Chanel's "Little Black Jacket" Exhibition Can Be Seen Online, So Here's How to (Virtually) Attend
Chanel's roving exhibition, "The Little Black Jacket" — a celebration and re-imagining of the Chanel classic — has reached its penultimate city. On October 31, celebrities and modern-day fashion icons kicked off the São Paulo stop of the tour by dancing to a set by M.I.A. and gaping at the gorgeous photographs shot by Karl Lagerfeld. The exhibit heads to Sydney at the end of this week, and then it's over. If you haven't seen the show yet, chances are you're out of luck.
Thankfully, we have the Internet. And in a move we never saw coming, Chanel has done an amazing job with the exhibition's website. No disrespect to Chanel, but couture websites are often difficult to navigate, hiding photographs of their actual clothes deep inside their strange, blinking depths. Not this one, though; it's detailed enough to make us feel like we're there.
The site opens with a fantastic behind-the-scenes video of Karl Lagerfeld photographing the ethereal beauties of the exhibition, and there are even mini-interviews with some of the jacket's wearers, like Lou Doillon and Kiera Knightly, as well as a video demonstrating the making of the jacket itself. But most incredibly, you can see all the photos from the exhibition.
Here's the thing: You can't just skim through these photos on your lunch break. It's a slower, more elaborate experience. The photos swirl around on a black background, tempting you to click them, but there's nothing as simple as a slideshow option or, even more crass, a "view thumbnails" button. You're forced to dedicate real time to viewing the photographs, as though you're walking through the exhibition in real life. And really, any other way wouldn't be right. After all, this is Chanel. Here's how to make it an experience.
1. Dress for the event. If Karl hand-delivered an invitation, would you answer the door in those sweatpants? Fine, you can wear sweatpants, but honor the spirit of Coco Chanel by at least throwing on a tangle of faux pearls, a slick of red lipstick, a scarf around the neck, or armfuls of jeweled cuffs. Of course, if you happened to own a Chanel jacket, it goes without saying that you'll be wearing it reverentially.

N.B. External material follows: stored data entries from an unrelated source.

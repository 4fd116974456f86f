//! The engine facade: trade authorization, manual overrides, trade-outcome
//! ingestion, and report assembly.
//!
//! Authorization is deliberately cheap: it reads the published breaker state
//! and the cached metrics, runs the pure sizing function, and writes one
//! audit record. Nothing on this path blocks on metric recomputation.

use chrono::Utc;
use rust_decimal::Decimal;
use rust_decimal::prelude::FromPrimitive;
use std::sync::Arc;
use tokio::sync::{Mutex, RwLock};
use tracing::{info, warn};

use crate::application::circuit_breaker::CircuitBreakerHandle;
use crate::application::limit_monitor::LimitMonitor;
use crate::application::metrics_service::MetricsService;
use crate::application::report::{ReportInputs, RiskReport, build_report};
use crate::application::snapshot_store::SnapshotStore;
use crate::domain::errors::{EngineError, LimitViolation};
use crate::domain::risk::limits::{RiskLimitSet, SharedLimits};
use crate::domain::risk::sizing::{KellyAccumulator, SizingConfig, size_position};
use crate::domain::risk::stress::StressResult;
use crate::domain::types::{ManualCommand, OrderSide, RationaleCode, SizingDecision, TradeProposal};
use crate::infrastructure::audit_log::{AuditLog, AuditRecord};
use crate::infrastructure::observability::EngineMetrics;

pub struct RiskEngine {
    store: Arc<SnapshotStore>,
    metrics_service: Arc<MetricsService>,
    limits: Arc<SharedLimits>,
    breaker: CircuitBreakerHandle,
    monitor: Arc<LimitMonitor>,
    sizing: SizingConfig,
    audit: Arc<AuditLog>,
    observability: Arc<EngineMetrics>,
    kelly: Mutex<KellyAccumulator>,
    pending_tightening: Mutex<Option<RiskLimitSet>>,
    latest_stress: RwLock<Vec<StressResult>>,
    staleness_ms: u64,
}

impl RiskEngine {
    #[allow(clippy::too_many_arguments)]
    pub fn new(
        store: Arc<SnapshotStore>,
        metrics_service: Arc<MetricsService>,
        limits: Arc<SharedLimits>,
        breaker: CircuitBreakerHandle,
        monitor: Arc<LimitMonitor>,
        sizing: SizingConfig,
        audit: Arc<AuditLog>,
        observability: Arc<EngineMetrics>,
        staleness_ms: u64,
    ) -> Self {
        Self {
            store,
            metrics_service,
            limits,
            breaker,
            monitor,
            sizing,
            audit,
            observability,
            kelly: Mutex::new(KellyAccumulator::default()),
            pending_tightening: Mutex::new(None),
            latest_stress: RwLock::new(Vec::new()),
            staleness_ms,
        }
    }

    /// Authorize a trade proposal against the current snapshot, metrics,
    /// limits, and breaker state.
    pub async fn submit_trade_proposal(
        &self,
        proposal: TradeProposal,
    ) -> Result<SizingDecision, EngineError> {
        self.store.ensure_fresh(Utc::now(), self.staleness_ms).await?;

        let state = self.breaker.state();
        if state.blocks_all_orders() {
            self.observability.inc_decision("rejected");
            return Err(EngineError::ProposalRejected(format!(
                "breaker is {state}, no orders accepted"
            )));
        }
        if state.blocks_increases() && proposal.side == OrderSide::Buy {
            self.observability.inc_decision("rejected");
            return Err(EngineError::ProposalRejected(format!(
                "breaker is {state}, only risk-reducing orders accepted"
            )));
        }

        let snapshot = self.store.portfolio().await;
        let market = self.store.market().await;
        let metrics = self.metrics_service.current().await;
        let limits = self.limits.get().await;

        let mark_price = proposal
            .requested_price
            .or_else(|| market.price(&proposal.symbol))
            .unwrap_or(Decimal::ZERO);

        let kelly_stats = self.kelly.lock().await.stats();
        let decision = size_position(
            &proposal,
            &snapshot,
            &metrics,
            &limits,
            &self.sizing,
            kelly_stats.as_ref(),
            mark_price,
        );

        if decision.rationale.contains(&RationaleCode::ClippedByOrderValue) {
            let violation = LimitViolation::OrderValue {
                value: (proposal.requested_quantity * mark_price).round_dp(2),
                max: Decimal::from_f64(limits.max_order_value_usd).unwrap_or(Decimal::ZERO),
            };
            warn!(symbol = %proposal.symbol, %violation, "Proposal notional clipped");
        }

        let outcome = if decision.approved_quantity.is_zero() {
            "denied"
        } else if decision.approved_quantity < proposal.requested_quantity {
            "clipped"
        } else {
            "approved"
        };
        self.observability.inc_decision(outcome);

        if let Err(err) = self
            .audit
            .append(&AuditRecord::Decision {
                symbol: proposal.symbol.clone(),
                decision: decision.clone(),
            })
            .await
        {
            warn!(error = %err, "Failed to audit sizing decision");
        }

        info!(
            symbol = %proposal.symbol,
            side = %proposal.side,
            requested = %proposal.requested_quantity,
            approved = %decision.approved_quantity,
            outcome,
            limit_version = decision.limit_version,
            "Trade proposal sized"
        );
        Ok(decision)
    }

    /// Feed a realized trade result into the Kelly statistics
    pub async fn record_trade_outcome(&self, pnl: f64) {
        self.kelly.lock().await.record_outcome(pnl);
    }

    /// Route an operator command. Limit management is handled here; breaker
    /// state commands go to the breaker actor.
    pub async fn manual_override(
        &self,
        command: ManualCommand,
        actor: &str,
    ) -> Result<(), EngineError> {
        match command {
            ManualCommand::ReloadLimits(limits) => self.reload_limits(*limits, actor).await,
            ManualCommand::ApproveTightening => {
                let pending = self.pending_tightening.lock().await.take();
                match pending {
                    Some(limits) => self.reload_limits(limits, actor).await,
                    None => Err(EngineError::ProposalRejected(
                        "no pending tightening proposal".to_string(),
                    )),
                }
            }
            other => self.breaker.manual(other, actor.to_string()).await,
        }
    }

    async fn reload_limits(&self, limits: RiskLimitSet, actor: &str) -> Result<(), EngineError> {
        limits.validate()?;
        let previous = self.limits.swap(limits.clone()).await;
        info!(
            actor,
            from_version = previous.version,
            to_version = limits.version,
            name = %limits.name,
            "Risk limits reloaded"
        );
        if let Err(err) = self
            .audit
            .append(&AuditRecord::LimitsReloaded {
                name: limits.name.clone(),
                version: limits.version,
                timestamp: Utc::now(),
            })
            .await
        {
            warn!(error = %err, "Failed to audit limits reload");
        }
        Ok(())
    }

    /// Called by the stress runner when a scenario round finishes
    pub async fn set_stress_results(
        &self,
        results: Vec<StressResult>,
        proposal: Option<RiskLimitSet>,
    ) {
        *self.latest_stress.write().await = results;
        if let Some(proposed) = proposal {
            info!(
                name = %proposed.name,
                version = proposed.version,
                "Stress tightening proposal pending approval"
            );
            *self.pending_tightening.lock().await = Some(proposed);
        }
    }

    pub async fn pending_tightening(&self) -> Option<RiskLimitSet> {
        self.pending_tightening.lock().await.clone()
    }

    /// Assemble a report from the current state. Read-only and repeatable.
    pub async fn current_report(&self) -> RiskReport {
        let portfolio = self.store.portfolio().await;
        let metrics = self.metrics_service.current().await;
        let limits = self.limits.get().await;
        let daily_loss = self.store.daily_loss_pct().await;
        let transitions = self.breaker.history().await;
        let open_breaches = self.monitor.open_breaches().await;
        let stress_results = self.latest_stress.read().await.clone();
        let pending = self
            .pending_tightening
            .lock()
            .await
            .as_ref()
            .map(|limits| format!("{} v{}", limits.name, limits.version));

        self.observability
            .portfolio_value_usd
            .set(rust_decimal::prelude::ToPrimitive::to_f64(&portfolio.total_value).unwrap_or(0.0));

        // Derived from the inputs so the report is idempotent: the same
        // state always serializes to the same bytes
        let mut generated_at = portfolio.timestamp.max(metrics.timestamp);
        if let Some(last) = transitions.last() {
            generated_at = generated_at.max(last.timestamp);
        }
        if let Some(last) = stress_results.last() {
            generated_at = generated_at.max(last.computed_at);
        }

        build_report(
            generated_at,
            ReportInputs {
                portfolio: &portfolio,
                metrics: &metrics,
                limits: &limits,
                daily_loss_pct: daily_loss,
                breaker_state: self.breaker.state(),
                open_breaches,
                transitions: &transitions,
                stress_results,
                pending_tightening: pending,
            },
        )
    }
}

2. Serve yourself hors d'oeuvres. What's more iconically French than really great food? If you're viewing the photographs in the morning, treat yourself to a French breakfast of coffee or hot chocolate and a buttery croissant (no supermarket croissants, or you'll be kicked out of the virtual exhibition). If it's afternoon, break out the wine and throw together a perfect cheese plate for you and you alone.
3. Hang out with the In crowd. But not in a creepy, these-are-my-imaginary-friends kind of way. Just spend a few blissful moments looking through photos of the impossibly cool attendees and their effortless style. Take a drink every time you spot Karl. Click on a city name to view photos and videos from the opening receptions and after-parties.
4. On second thought, better lose the sweatpants. After seeing all the Chanel on display in those photos, it just doesn't seem right.
5. Prepare the appropriate aura. The iconic scent of Chanel No. 5 was designed to smell like a woman, rather than an easily-identifiable flower. Boil a little water on the stove and add as many elements of Chanel No. 5 as you have lying around: bergamot, lemon, neroli, ylang-ylang, jasmine, rose, lily of the valley, iris, vetiver, sandalwood, vanilla, amber, and patchouli. (In my kitchen, for example, I'd boil together earl gray tea, lemon, a drop of rose essential oil, and a splash of vanilla extract). It won't be Chanel's scent, but it'll get you in the mood.
6. You'll want a playlist. Karl always snags innovative musicians to perform at the Little Black Jacket exhibit openings, so here's a Chanel-inspired playlist to get you in the mood. It's composed of both classic French songs and current French artists you may not have heard yet, like Zaz and Sexion D'Assaut. Remember, Coco Chanel earned her nickname from her days as a songbird.
7. Virtually stroll through the photographs. Set your browser to fullscreen, turn up the music, and begin to wander.